• [Problem to solve]: After reading the data, copy it out in full and exactly.

• [Provided data]:
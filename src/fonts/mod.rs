//! Font loading utilities for txt2pdf.
//!
//! `genpdf` embeds TrueType fonts, so a font family has to be found on disk before the first
//! document can be rendered.  A Roboto family supplied by the user is searched first; when none is
//! found a system family (DejaVu Sans, Liberation Sans or Arial) is used instead.

use std::env;
use std::io;
use std::path::{Path, PathBuf};

use genpdf::error::{Error, ErrorKind};
use genpdf::fonts::{FontData, FontFamily};
use log::{debug, warn};

/// Name of the preferred font family.
pub const DEFAULT_FONT_FAMILY_NAME: &str = "Roboto";

/// Environment variable naming a directory with the preferred font family.
pub const FONTS_DIR_ENV: &str = "TXT2PDF_FONTS_DIR";

/// File names making up one font family.
#[derive(Clone, Copy, Debug, PartialEq, Eq)]
struct FamilyFiles {
    name: &'static str,
    regular: &'static str,
    bold: &'static str,
    italic: &'static str,
    bold_italic: &'static str,
}

impl FamilyFiles {
    fn all(&self) -> [&'static str; 4] {
        [self.regular, self.bold, self.italic, self.bold_italic]
    }
}

const BUNDLED_FAMILY: FamilyFiles = FamilyFiles {
    name: DEFAULT_FONT_FAMILY_NAME,
    regular: "Roboto-Regular.ttf",
    bold: "Roboto-Bold.ttf",
    italic: "Roboto-Italic.ttf",
    bold_italic: "Roboto-BoldItalic.ttf",
};

const DEJAVU_SANS: FamilyFiles = FamilyFiles {
    name: "DejaVu Sans",
    regular: "DejaVuSans.ttf",
    bold: "DejaVuSans-Bold.ttf",
    italic: "DejaVuSans-Oblique.ttf",
    bold_italic: "DejaVuSans-BoldOblique.ttf",
};

const FALLBACK_FAMILIES: &[(FamilyFiles, &[&str])] = &[
    (
        DEJAVU_SANS,
        &[
            "/usr/share/fonts/truetype/dejavu",
            "/usr/share/fonts/dejavu",
            "/usr/share/fonts/dejavu-sans-fonts",
            "/usr/share/fonts/TTF",
        ],
    ),
    (
        FamilyFiles {
            name: "Liberation Sans",
            regular: "LiberationSans-Regular.ttf",
            bold: "LiberationSans-Bold.ttf",
            italic: "LiberationSans-Italic.ttf",
            bold_italic: "LiberationSans-BoldItalic.ttf",
        },
        &[
            "/usr/share/fonts/truetype/liberation",
            "/usr/share/fonts/truetype/liberation2",
            "/usr/share/fonts/liberation-sans",
            "/usr/share/fonts/liberation",
            "/usr/share/fonts/TTF",
        ],
    ),
    (
        FamilyFiles {
            name: "Arial",
            regular: "arial.ttf",
            bold: "arialbd.ttf",
            italic: "ariali.ttf",
            bold_italic: "arialbi.ttf",
        },
        &["C:\\Windows\\Fonts"],
    ),
];

fn font_directory_candidates(explicit: Option<&Path>) -> Vec<PathBuf> {
    let mut candidates = Vec::new();

    if let Some(path) = explicit {
        candidates.push(path.to_path_buf());
    }

    if let Some(path) = env::var_os(FONTS_DIR_ENV) {
        if !path.is_empty() {
            candidates.push(PathBuf::from(path));
        }
    }

    if let Ok(current_exe) = env::current_exe() {
        if let Some(bin_dir) = current_exe.parent() {
            let candidate = bin_dir.join("assets/fonts");
            if !candidates.contains(&candidate) {
                candidates.push(candidate);
            }
        }
    }

    candidates
}

fn missing_font_files(path: &Path, family: &FamilyFiles) -> Vec<&'static str> {
    family
        .all()
        .into_iter()
        .filter(|name| !path.join(name).is_file())
        .collect()
}

fn resolve_font_directory(explicit: Option<&Path>) -> Result<PathBuf, Error> {
    let mut attempts = Vec::new();

    for candidate in font_directory_candidates(explicit) {
        let exists = candidate.is_dir();
        let missing = missing_font_files(&candidate, &BUNDLED_FAMILY);

        if exists && missing.is_empty() {
            return Ok(candidate);
        }

        let reason = if !exists {
            format!("directory missing at {}", candidate.display())
        } else {
            format!("missing files [{}]", missing.join(", "))
        };

        attempts.push(format!("{} ({})", candidate.display(), reason));
    }

    Err(Error::new(
        format!(
            "Unable to locate font directory. Checked: {}. Pass --fonts-dir or set {}.",
            attempts.join(", "),
            FONTS_DIR_ENV
        ),
        io::Error::new(io::ErrorKind::NotFound, "font directory not found"),
    ))
}

fn load_font(directory: &Path, file: &str, family: &str) -> Result<FontData, Error> {
    let path = directory.join(file);
    FontData::load(&path, None).map_err(|err| {
        let io_kind = if path.is_file() {
            io::ErrorKind::Other
        } else {
            io::ErrorKind::NotFound
        };
        Error::new(
            format!(
                "Failed to load {} font at {}: {}",
                family,
                path.display(),
                err
            ),
            io::Error::new(io_kind, err.to_string()),
        )
    })
}

fn load_family(directory: &Path, files: &FamilyFiles) -> Result<FontFamily<FontData>, Error> {
    Ok(FontFamily {
        regular: load_font(directory, files.regular, files.name)?,
        bold: load_font(directory, files.bold, files.name)?,
        italic: load_font(directory, files.italic, files.name)?,
        bold_italic: load_font(directory, files.bold_italic, files.name)?,
    })
}

/// Returns the first family of `families` whose files are all present in one of its directories.
fn locate_family<'a>(
    families: &'a [(FamilyFiles, &'a [&'a str])],
) -> Option<(&'a FamilyFiles, &'a Path)> {
    families.iter().find_map(|(files, directories)| {
        directories
            .iter()
            .map(Path::new)
            .find(|directory| missing_font_files(directory, files).is_empty())
            .map(|directory| (files, directory))
    })
}

fn system_fallback_font_family() -> Result<FontFamily<FontData>, Error> {
    if let Some((files, directory)) = locate_family(FALLBACK_FAMILIES) {
        debug!("Using {} fonts from {}", files.name, directory.display());
        return load_family(directory, files);
    }

    Err(Error::new(
        "No system font family found for fallback",
        io::Error::new(io::ErrorKind::NotFound, "system fonts not found"),
    ))
}

fn fonts_missing(err: &Error) -> bool {
    matches!(
        err.kind(),
        ErrorKind::IoError(io_err)
            if io_err.kind() == io::ErrorKind::NotFound
                || io_err.kind() == io::ErrorKind::PermissionDenied
    )
}

/// Loads the Roboto family from the first matching search directory, falling back to a system
/// family when none of the directories contain it.
///
/// Search order: `explicit`, the `TXT2PDF_FONTS_DIR` environment variable and `assets/fonts` next
/// to the executable.
pub fn resolve_font_family(explicit: Option<&Path>) -> Result<FontFamily<FontData>, Error> {
    let bundled =
        resolve_font_directory(explicit).and_then(|dir| load_family(&dir, &BUNDLED_FAMILY));

    match bundled {
        Ok(family) => Ok(family),
        Err(err) if fonts_missing(&err) => match system_fallback_font_family() {
            Ok(fallback) => {
                warn!("Bundled fonts unavailable ({}); using a system font family.", err);
                Ok(fallback)
            }
            Err(fallback_err) => {
                warn!(
                    "Bundled fonts unavailable ({}); system fallback failed: {}",
                    err, fallback_err
                );
                Err(Error::new(
                    format!(
                        "Bundled fonts unavailable and system fallback failed: {}",
                        err
                    ),
                    io::Error::new(io::ErrorKind::NotFound, "no usable fonts are available"),
                ))
            }
        },
        Err(err) => Err(err),
    }
}

/// Indicates whether any usable font family can be found on this machine.
pub fn default_fonts_available() -> bool {
    resolve_font_directory(None).is_ok() || locate_family(FALLBACK_FAMILIES).is_some()
}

• [Your response]:
filename src/fonts/mod.rs
//! Font loading utilities for txt2pdf.
//!
//! `genpdf` embeds TrueType fonts, so a font family has to be found on disk before the first
//! document can be rendered.  A Roboto family supplied by the user is searched first; when none is
//! found a system family (DejaVu Sans, Liberation Sans or Arial) is used instead.

use std::env;
use std::io;
use std::path::{Path, PathBuf};

use genpdf::error::{Error, ErrorKind};
use genpdf::fonts::{FontData, FontFamily};
use log::{debug, warn};

/// Name of the preferred font family.
pub const DEFAULT_FONT_FAMILY_NAME: &str = "Roboto";

/// Environment variable naming a directory with the preferred font family.
pub const FONTS_DIR_ENV: &str = "TXT2PDF_FONTS_DIR";

/// File names making up one font family.
#[derive(Clone, Copy, Debug, PartialEq, Eq)]
struct FamilyFiles {
    name: &'static str,
    regular: &'static str,
    bold: &'static str,
    italic: &'static str,
    bold_italic: &'static str,
}

impl FamilyFiles {
    fn all(&self) -> [&'static str; 4] {
        [self.regular, self.bold, self.italic, self.bold_italic]
    }
}

const BUNDLED_FAMILY: FamilyFiles = FamilyFiles {
    name: DEFAULT_FONT_FAMILY_NAME,
    regular: "Roboto-Regular.ttf",
    bold: "Roboto-Bold.ttf",
    italic: "Roboto-Italic.ttf",
    bold_italic: "Roboto-BoldItalic.ttf",
};

const DEJAVU_SANS: FamilyFiles = FamilyFiles {
    name: "DejaVu Sans",
    regular: "DejaVuSans.ttf",
    bold: "DejaVuSans-Bold.ttf",
    italic: "DejaVuSans-Oblique.ttf",
    bold_italic: "DejaVuSans-BoldOblique.ttf",
};

const FALLBACK_FAMILIES: &[(FamilyFiles, &[&str])] = &[
    (
        DEJAVU_SANS,
        &[
            "/usr/share/fonts/truetype/dejavu",
            "/usr/share/fonts/dejavu",
            "/usr/share/fonts/dejavu-sans-fonts",
            "/usr/share/fonts/TTF",
        ],
    ),
    (
        FamilyFiles {
            name: "Liberation Sans",
            regular: "LiberationSans-Regular.ttf",
            bold: "LiberationSans-Bold.ttf",
            italic: "LiberationSans-Italic.ttf",
            bold_italic: "LiberationSans-BoldItalic.ttf",
        },
        &[
            "/usr/share/fonts/truetype/liberation",
            "/usr/share/fonts/truetype/liberation2",
            "/usr/share/fonts/liberation-sans",
            "/usr/share/fonts/liberation",
            "/usr/share/fonts/TTF",
        ],
    ),
    (
        FamilyFiles {
            name: "Arial",
            regular: "arial.ttf",
            bold: "arialbd.ttf",
            italic: "ariali.ttf",
            bold_italic: "arialbi.ttf",
        },
        &["C:\\Windows\\Fonts"],
    ),
];

fn font_directory_candidates(explicit: Option<&Path>) -> Vec<PathBuf> {
    let mut candidates = Vec::new();

    if let Some(path) = explicit {
        candidates.push(path.to_path_buf());
    }

    if let Some(path) = env::var_os(FONTS_DIR_ENV) {
        if !path.is_empty() {
            candidates.push(PathBuf::from(path));
        }
    }

    if let Ok(current_exe) = env::current_exe() {
        if let Some(bin_dir) = current_exe.parent() {
            let candidate = bin_dir.join("assets/fonts");
            if !candidates.contains(&candidate) {
                candidates.push(candidate);
            }
        }
    }

    candidates
}

fn missing_font_files(path: &Path, family: &FamilyFiles) -> Vec<&'static str> {
    family
        .all()
        .into_iter()
        .filter(|name| !path.join(name).is_file())
        .collect()
}

fn resolve_font_directory(explicit: Option<&Path>) -> Result<PathBuf, Error> {
    let mut attempts = Vec::new();

    for candidate in font_directory_candidates(explicit) {
        let exists = candidate.is_dir();
        let missing = missing_font_files(&candidate, &BUNDLED_FAMILY);

        if exists && missing.is_empty() {
            return Ok(candidate);
        }

        let reason = if !exists {
            format!("directory missing at {}", candidate.display())
        } else {
            format!("missing files [{}]", missing.join(", "))
        };

        attempts.push(format!("{} ({})", candidate.display(), reason));
    }

    Err(Error::new(
        format!(
            "Unable to locate font directory. Checked: {}. Pass --fonts-dir or set {}.",
            attempts.join(", "),
            FONTS_DIR_ENV
        ),
        io::Error::new(io::ErrorKind::NotFound, "font directory not found"),
    ))
}

fn load_font(directory: &Path, file: &str, family: &str) -> Result<FontData, Error> {
    let path = directory.join(file);
    FontData::load(&path, None).map_err(|err| {
        let io_kind = if path.is_file() {
            io::ErrorKind::Other
        } else {
            io::ErrorKind::NotFound
        };
        Error::new(
            format!(
                "Failed to load {} font at {}: {}",
                family,
                path.display(),
                err
            ),
            io::Error::new(io_kind, err.to_string()),
        )
    })
}

fn load_family(directory: &Path, files: &FamilyFiles) -> Result<FontFamily<FontData>, Error> {
    Ok(FontFamily {
        regular: load_font(directory, files.regular, files.name)?,
        bold: load_font(directory, files.bold, files.name)?,
        italic: load_font(directory, files.italic, files.name)?,
        bold_italic: load_font(directory, files.bold_italic, files.name)?,
    })
}

/// Returns the first family of `families` whose files are all present in one of its directories.
fn locate_family<'a>(
    families: &'a [(FamilyFiles, &'a [&'a str])],
) -> Option<(&'a FamilyFiles, &'a Path)> {
    families.iter().find_map(|(files, directories)| {
        directories
            .iter()
            .map(Path::new)
            .find(|directory| missing_font_files(directory, files).is_empty())
            .map(|directory| (files, directory))
    })
}

fn system_fallback_font_family() -> Result<FontFamily<FontData>, Error> {
    if let Some((files, directory)) = locate_family(FALLBACK_FAMILIES) {
        debug!("Using {} fonts from {}", files.name, directory.display());
        return load_family(directory, files);
    }

    Err(Error::new(
        "No system font family found for fallback",
        io::Error::new(io::ErrorKind::NotFound, "system fonts not found"),
    ))
}

fn fonts_missing(err: &Error) -> bool {
    matches!(
        err.kind(),
        ErrorKind::IoError(io_err)
            if io_err.kind() == io::ErrorKind::NotFound
                || io_err.kind() == io::ErrorKind::PermissionDenied
    )
}

/// Loads the Roboto family from the first matching search directory, falling back to a system
/// family when none of the directories contain it.
///
/// Search order: `explicit`, the `TXT2PDF_FONTS_DIR` environment variable and `assets/fonts` next
/// to the executable.
pub fn resolve_font_family(explicit: Option<&Path>) -> Result<FontFamily<FontData>, Error> {
    let bundled =
        resolve_font_directory(explicit).and_then(|dir| load_family(&dir, &BUNDLED_FAMILY));

    match bundled {
        Ok(family) => Ok(family),
        Err(err) if fonts_missing(&err) => match system_fallback_font_family() {
            Ok(fallback) => {
                warn!("Bundled fonts unavailable ({}); using a system font family.", err);
                Ok(fallback)
            }
            Err(fallback_err) => {
                warn!(
                    "Bundled fonts unavailable ({}); system fallback failed: {}",
                    err, fallback_err
                );
                Err(Error::new(
                    format!(
                        "Bundled fonts unavailable and system fallback failed: {}",
                        err
                    ),
                    io::Error::new(io::ErrorKind::NotFound, "no usable fonts are available"),
                ))
            }
        },
        Err(err) => Err(err),
    }
}

/// Indicates whether any usable font family can be found on this machine.
pub fn default_fonts_available() -> bool {
    resolve_font_directory(None).is_ok() || locate_family(FALLBACK_FAMILIES).is_some()
}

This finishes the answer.